>>>>>

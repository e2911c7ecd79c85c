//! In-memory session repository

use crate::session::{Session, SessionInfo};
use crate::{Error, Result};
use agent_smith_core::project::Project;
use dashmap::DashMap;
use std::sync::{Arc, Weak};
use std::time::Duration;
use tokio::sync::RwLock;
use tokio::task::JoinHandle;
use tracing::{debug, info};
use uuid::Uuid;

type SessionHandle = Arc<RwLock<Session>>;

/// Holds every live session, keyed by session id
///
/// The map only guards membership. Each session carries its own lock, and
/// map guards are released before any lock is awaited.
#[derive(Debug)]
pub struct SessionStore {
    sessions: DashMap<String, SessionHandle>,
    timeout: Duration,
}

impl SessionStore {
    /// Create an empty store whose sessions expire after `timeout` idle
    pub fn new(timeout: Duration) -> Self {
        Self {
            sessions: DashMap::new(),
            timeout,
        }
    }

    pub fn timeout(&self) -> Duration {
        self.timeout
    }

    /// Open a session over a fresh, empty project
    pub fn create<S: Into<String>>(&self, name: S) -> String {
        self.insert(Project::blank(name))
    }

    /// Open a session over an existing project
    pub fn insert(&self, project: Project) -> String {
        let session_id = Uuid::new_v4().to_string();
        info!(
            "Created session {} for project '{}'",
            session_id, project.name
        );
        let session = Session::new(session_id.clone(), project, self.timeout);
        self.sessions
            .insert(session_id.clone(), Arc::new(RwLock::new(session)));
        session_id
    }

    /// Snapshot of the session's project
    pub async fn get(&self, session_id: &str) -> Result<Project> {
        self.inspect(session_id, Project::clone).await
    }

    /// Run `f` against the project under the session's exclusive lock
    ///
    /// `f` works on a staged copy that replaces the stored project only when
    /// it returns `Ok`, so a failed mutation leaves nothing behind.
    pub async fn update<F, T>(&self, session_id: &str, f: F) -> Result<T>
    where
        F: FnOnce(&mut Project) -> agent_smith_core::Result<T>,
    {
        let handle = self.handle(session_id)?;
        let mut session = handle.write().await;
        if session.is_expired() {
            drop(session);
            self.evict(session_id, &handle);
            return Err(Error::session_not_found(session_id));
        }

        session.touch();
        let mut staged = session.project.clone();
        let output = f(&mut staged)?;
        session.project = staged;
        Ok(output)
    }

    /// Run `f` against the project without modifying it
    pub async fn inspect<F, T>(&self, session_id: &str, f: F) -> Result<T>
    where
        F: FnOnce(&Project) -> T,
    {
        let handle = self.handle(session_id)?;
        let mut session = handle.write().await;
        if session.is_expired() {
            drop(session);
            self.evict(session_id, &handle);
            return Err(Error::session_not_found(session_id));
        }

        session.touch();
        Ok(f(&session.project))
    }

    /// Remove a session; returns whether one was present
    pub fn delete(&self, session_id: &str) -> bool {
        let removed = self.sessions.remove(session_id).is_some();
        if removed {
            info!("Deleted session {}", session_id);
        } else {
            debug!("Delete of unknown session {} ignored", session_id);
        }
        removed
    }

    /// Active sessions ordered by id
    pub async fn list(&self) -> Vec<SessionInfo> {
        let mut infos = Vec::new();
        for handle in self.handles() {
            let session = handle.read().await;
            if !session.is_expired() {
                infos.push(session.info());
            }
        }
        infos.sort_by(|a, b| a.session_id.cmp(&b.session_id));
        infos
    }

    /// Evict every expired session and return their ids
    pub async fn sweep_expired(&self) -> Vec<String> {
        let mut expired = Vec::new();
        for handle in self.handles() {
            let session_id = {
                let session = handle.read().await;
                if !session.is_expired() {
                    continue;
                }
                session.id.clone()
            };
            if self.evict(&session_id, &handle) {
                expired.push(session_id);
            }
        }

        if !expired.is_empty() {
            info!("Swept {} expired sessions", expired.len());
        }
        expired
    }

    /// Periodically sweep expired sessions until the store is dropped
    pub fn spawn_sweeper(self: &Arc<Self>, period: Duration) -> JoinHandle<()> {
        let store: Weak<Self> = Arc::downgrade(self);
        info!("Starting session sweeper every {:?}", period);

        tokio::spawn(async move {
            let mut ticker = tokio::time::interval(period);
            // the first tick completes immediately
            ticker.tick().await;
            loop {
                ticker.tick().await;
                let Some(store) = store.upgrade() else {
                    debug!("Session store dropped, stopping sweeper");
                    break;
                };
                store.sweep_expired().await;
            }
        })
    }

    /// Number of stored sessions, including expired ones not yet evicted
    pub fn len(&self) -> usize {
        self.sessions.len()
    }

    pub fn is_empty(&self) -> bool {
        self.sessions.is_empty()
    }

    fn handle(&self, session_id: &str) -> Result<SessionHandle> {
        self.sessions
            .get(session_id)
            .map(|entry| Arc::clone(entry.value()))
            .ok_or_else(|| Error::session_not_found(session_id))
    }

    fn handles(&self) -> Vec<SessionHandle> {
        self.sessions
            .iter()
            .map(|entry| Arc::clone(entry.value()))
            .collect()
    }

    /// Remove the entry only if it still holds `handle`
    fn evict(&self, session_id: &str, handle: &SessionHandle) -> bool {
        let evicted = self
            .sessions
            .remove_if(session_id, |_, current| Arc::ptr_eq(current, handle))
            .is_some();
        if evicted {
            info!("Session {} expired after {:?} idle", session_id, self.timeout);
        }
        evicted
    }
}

<<<<<

### TASK BRIEF
If a line in the data above holds the string "name", report that line.

### RESULT OF THIS EXERCISE
    pub fn create<S: Into<String>>(&self, name: S) -> String {
        self.insert(Project::blank(name))
            session_id, project.name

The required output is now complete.